→ **Problem statement**: Using the line that contains "self.total_interest / self.total_contributed" as the first line and the last line of the data as the final one, give every line in that range again exactly.

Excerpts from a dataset
//! Display helpers for amounts, form input and terms

/// Insert `sep` between every group of three digits, counting from the right
pub fn group_digits(digits: &str, sep: char) -> String {
    let len = digits.chars().count();
    let mut out = String::with_capacity(len + len / 3);
    for (i, c) in digits.chars().enumerate() {
        if i > 0 && (len - i) % 3 == 0 {
            out.push(sep);
        }
        out.push(c);
    }
    out
}

/// Normalise a typed amount: drop everything but digits and regroup with commas.
/// "1000000" -> "1,000,000", "12a34" -> "1,234"
pub fn format_number_input(raw: &str) -> String {
    let digits: String = raw.chars().filter(|c| c.is_ascii_digit()).collect();
    group_digits(&digits, ',')
}

/// Most decimal places `format_currency` renders; larger requests are clamped
pub const MAX_CURRENCY_DECIMALS: u32 = 8;

/// Shown in place of NaN or infinite amounts
pub const NON_FINITE_AMOUNT: &str = "n/a";

/// Digits of `|value| * 10^decimals`, rounded half away from zero.
/// `value` must be finite and `decimals` at most `MAX_CURRENCY_DECIMALS`.
fn scaled_digits(value: f64, decimals: u32) -> String {
    let scaled = value.abs() * 10f64.powi(decimals as i32);
    if scaled.is_finite() {
        format!("{:.0}", scaled.round())
    } else {
        // Only reachable near f64::MAX, where there is no fractional part
        format!("{:.0}{}", value.abs(), "0".repeat(decimals as usize))
    }
}

/// Whole-unit amount with comma grouping, as used in validation messages ("$10,000")
pub fn format_amount_label(amount: f64) -> String {
    if !amount.is_finite() {
        return NON_FINITE_AMOUNT.to_string();
    }
    let digits = scaled_digits(amount, 0);
    let sign = if amount < 0.0 && digits != "0" { "-" } else { "" };
    format!("{}${}", sign, group_digits(&digits, ','))
}

/// Colombian peso formatting: "$ 1.234.567,89"
///
/// `.` groups thousands, `,` separates decimals. Rounds half away from zero.
/// `decimals` is clamped to `MAX_CURRENCY_DECIMALS`; NaN and infinities
/// render as `NON_FINITE_AMOUNT`.
pub fn format_currency(amount: f64, decimals: u32) -> String {
    if !amount.is_finite() {
        return NON_FINITE_AMOUNT.to_string();
    }
    let decimals = decimals.min(MAX_CURRENCY_DECIMALS) as usize;

    let mut digits = scaled_digits(amount, decimals as u32);
    if digits.len() <= decimals {
        digits = format!("{:0>width$}", digits, width = decimals + 1);
    }
    let (whole, frac) = digits.split_at(digits.len() - decimals);

    let is_zero = digits.bytes().all(|b| b == b'0');
    let sign = if amount < 0.0 && !is_zero { "-" } else { "" };
    let mut out = format!("{}$ {}", sign, group_digits(whole, '.'));
    if decimals > 0 {
        out.push(',');
        out.push_str(frac);
    }
    out
}

/// "2 years and 3 months" style label for a term
pub fn describe_term(months: u32) -> String {
    let years = months / 12;
    let rest = months % 12;
    format!(
        "{} {} and {} {}",
        years,
        if years == 1 { "year" } else { "years" },
        rest,
        if rest == 1 { "month" } else { "months" }
    )
}
//! Projection output: monthly schedule and totals

use serde::{Deserialize, Serialize};
use std::io::Write;

/// One month of the projected schedule
#[derive(Debug, Clone, PartialEq, Serialize, Deserialize)]
pub struct MonthlyEntry {
    /// Month index, 1-based
    pub month: u32,
    /// Balance after this month's interest and contribution
    pub balance: f64,
    /// Interest accrued on the balance carried into this month
    pub interest: f64,
    /// Contribution added this month
    pub contribution: f64,
}

/// Full result of a projection run
#[derive(Debug, Clone, PartialEq, Serialize, Deserialize)]
pub struct SimulationResult {
    pub final_balance: f64,
    /// Principal plus every monthly contribution
    pub total_contributed: f64,
    /// Final balance minus total contributed
    pub total_interest: f64,
    pub entries: Vec<MonthlyEntry>,
}

impl SimulationResult {
    /// Sum of monthly interest amounts; matches `total_interest` up to rounding
    pub fn accrued_interest(&self) -> f64 {
        self.entries.iter().map(|e| e.interest).sum()
    }

    /// Interest earned as a percentage of everything contributed
    pub fn gain_percent(&self) -> f64 {
        if self.total_contributed > 0.0 {
            self.total_interest / self.total_contributed * 100.0
        } else {
            0.0
        }
    }

    /// Write the monthly schedule as CSV with a header row
    pub fn write_csv<W: Write>(&self, writer: W) -> crate::Result<()> {
        let mut wtr = csv::Writer::from_writer(writer);
        for entry in &self.entries {
            wtr.serialize(entry)?;
        }
        wtr.flush()?;
        Ok(())
    }
}

#[cfg(test)]
mod tests {
    use super::*;
    use approx::assert_relative_eq;

    fn sample() -> SimulationResult {
        SimulationResult {
            final_balance: 12_211.0,
            total_contributed: 12_000.0,
            total_interest: 211.0,
            entries: vec![
                MonthlyEntry { month: 1, balance: 11_100.0, interest: 100.0, contribution: 1_000.0 },
                MonthlyEntry { month: 2, balance: 12_211.0, interest: 111.0, contribution: 1_000.0 },
            ],
        }
    }

    #[test]
    fn test_gain_percent() {
        let result = sample();
        assert_relative_eq!(result.gain_percent(), 211.0 / 12_000.0 * 100.0);

        let empty = SimulationResult {
            final_balance: 0.0,
            total_contributed: 0.0,
            total_interest: 0.0,
            entries: Vec::new(),
        };
        assert_eq!(empty.gain_percent(), 0.0);
    }

    #[test]
    fn test_accrued_interest() {
        assert_eq!(sample().accrued_interest(), 211.0);
    }

    #[test]
    fn test_write_csv() {
        let mut buf = Vec::new();
        sample().write_csv(&mut buf).unwrap();
        let text = String::from_utf8(buf).unwrap();

        let lines: Vec<&str> = text.lines().collect();
        assert_eq!(lines[0], "month,balance,interest,contribution");
        assert_eq!(lines[1], "1,11100.0,100.0,1000.0");
        assert_eq!(lines.len(), 3);
    }

    #[test]
    fn test_json_field_names() {
        let json = serde_json::to_value(sample()).unwrap();
        assert_eq!(json["final_balance"], 12_211.0);
        assert_eq!(json["entries"][1]["month"], 2);
        assert_eq!(json["entries"].as_array().unwrap().len(), 2);
    }
}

→ **Answer box**:
            self.total_interest / self.total_contributed * 100.0
        } else {
            0.0
        }
    }

    /// Write the monthly schedule as CSV with a header row
    pub fn write_csv<W: Write>(&self, writer: W) -> crate::Result<()> {
        let mut wtr = csv::Writer::from_writer(writer);
        for entry in &self.entries {
            wtr.serialize(entry)?;
        }
        wtr.flush()?;
        Ok(())
    }
}

#[cfg(test)]
mod tests {
    use super::*;
    use approx::assert_relative_eq;

    fn sample() -> SimulationResult {
        SimulationResult {
            final_balance: 12_211.0,
            total_contributed: 12_000.0,
            total_interest: 211.0,
            entries: vec![
                MonthlyEntry { month: 1, balance: 11_100.0, interest: 100.0, contribution: 1_000.0 },
                MonthlyEntry { month: 2, balance: 12_211.0, interest: 111.0, contribution: 1_000.0 },
            ],
        }
    }

    #[test]
    fn test_gain_percent() {
        let result = sample();
        assert_relative_eq!(result.gain_percent(), 211.0 / 12_000.0 * 100.0);

        let empty = SimulationResult {
            final_balance: 0.0,
            total_contributed: 0.0,
            total_interest: 0.0,
            entries: Vec::new(),
        };
        assert_eq!(empty.gain_percent(), 0.0);
    }

    #[test]
    fn test_accrued_interest() {
        assert_eq!(sample().accrued_interest(), 211.0);
    }

    #[test]
    fn test_write_csv() {
        let mut buf = Vec::new();
        sample().write_csv(&mut buf).unwrap();
        let text = String::from_utf8(buf).unwrap();

        let lines: Vec<&str> = text.lines().collect();
        assert_eq!(lines[0], "month,balance,interest,contribution");
        assert_eq!(lines[1], "1,11100.0,100.0,1000.0");
        assert_eq!(lines.len(), 3);
    }

    #[test]
    fn test_json_field_names() {
        let json = serde_json::to_value(sample()).unwrap();
        assert_eq!(json["final_balance"], 12_211.0);
        assert_eq!(json["entries"][1]["month"], 2);
        assert_eq!(json["entries"].as_array().unwrap().len(), 2);
    }
}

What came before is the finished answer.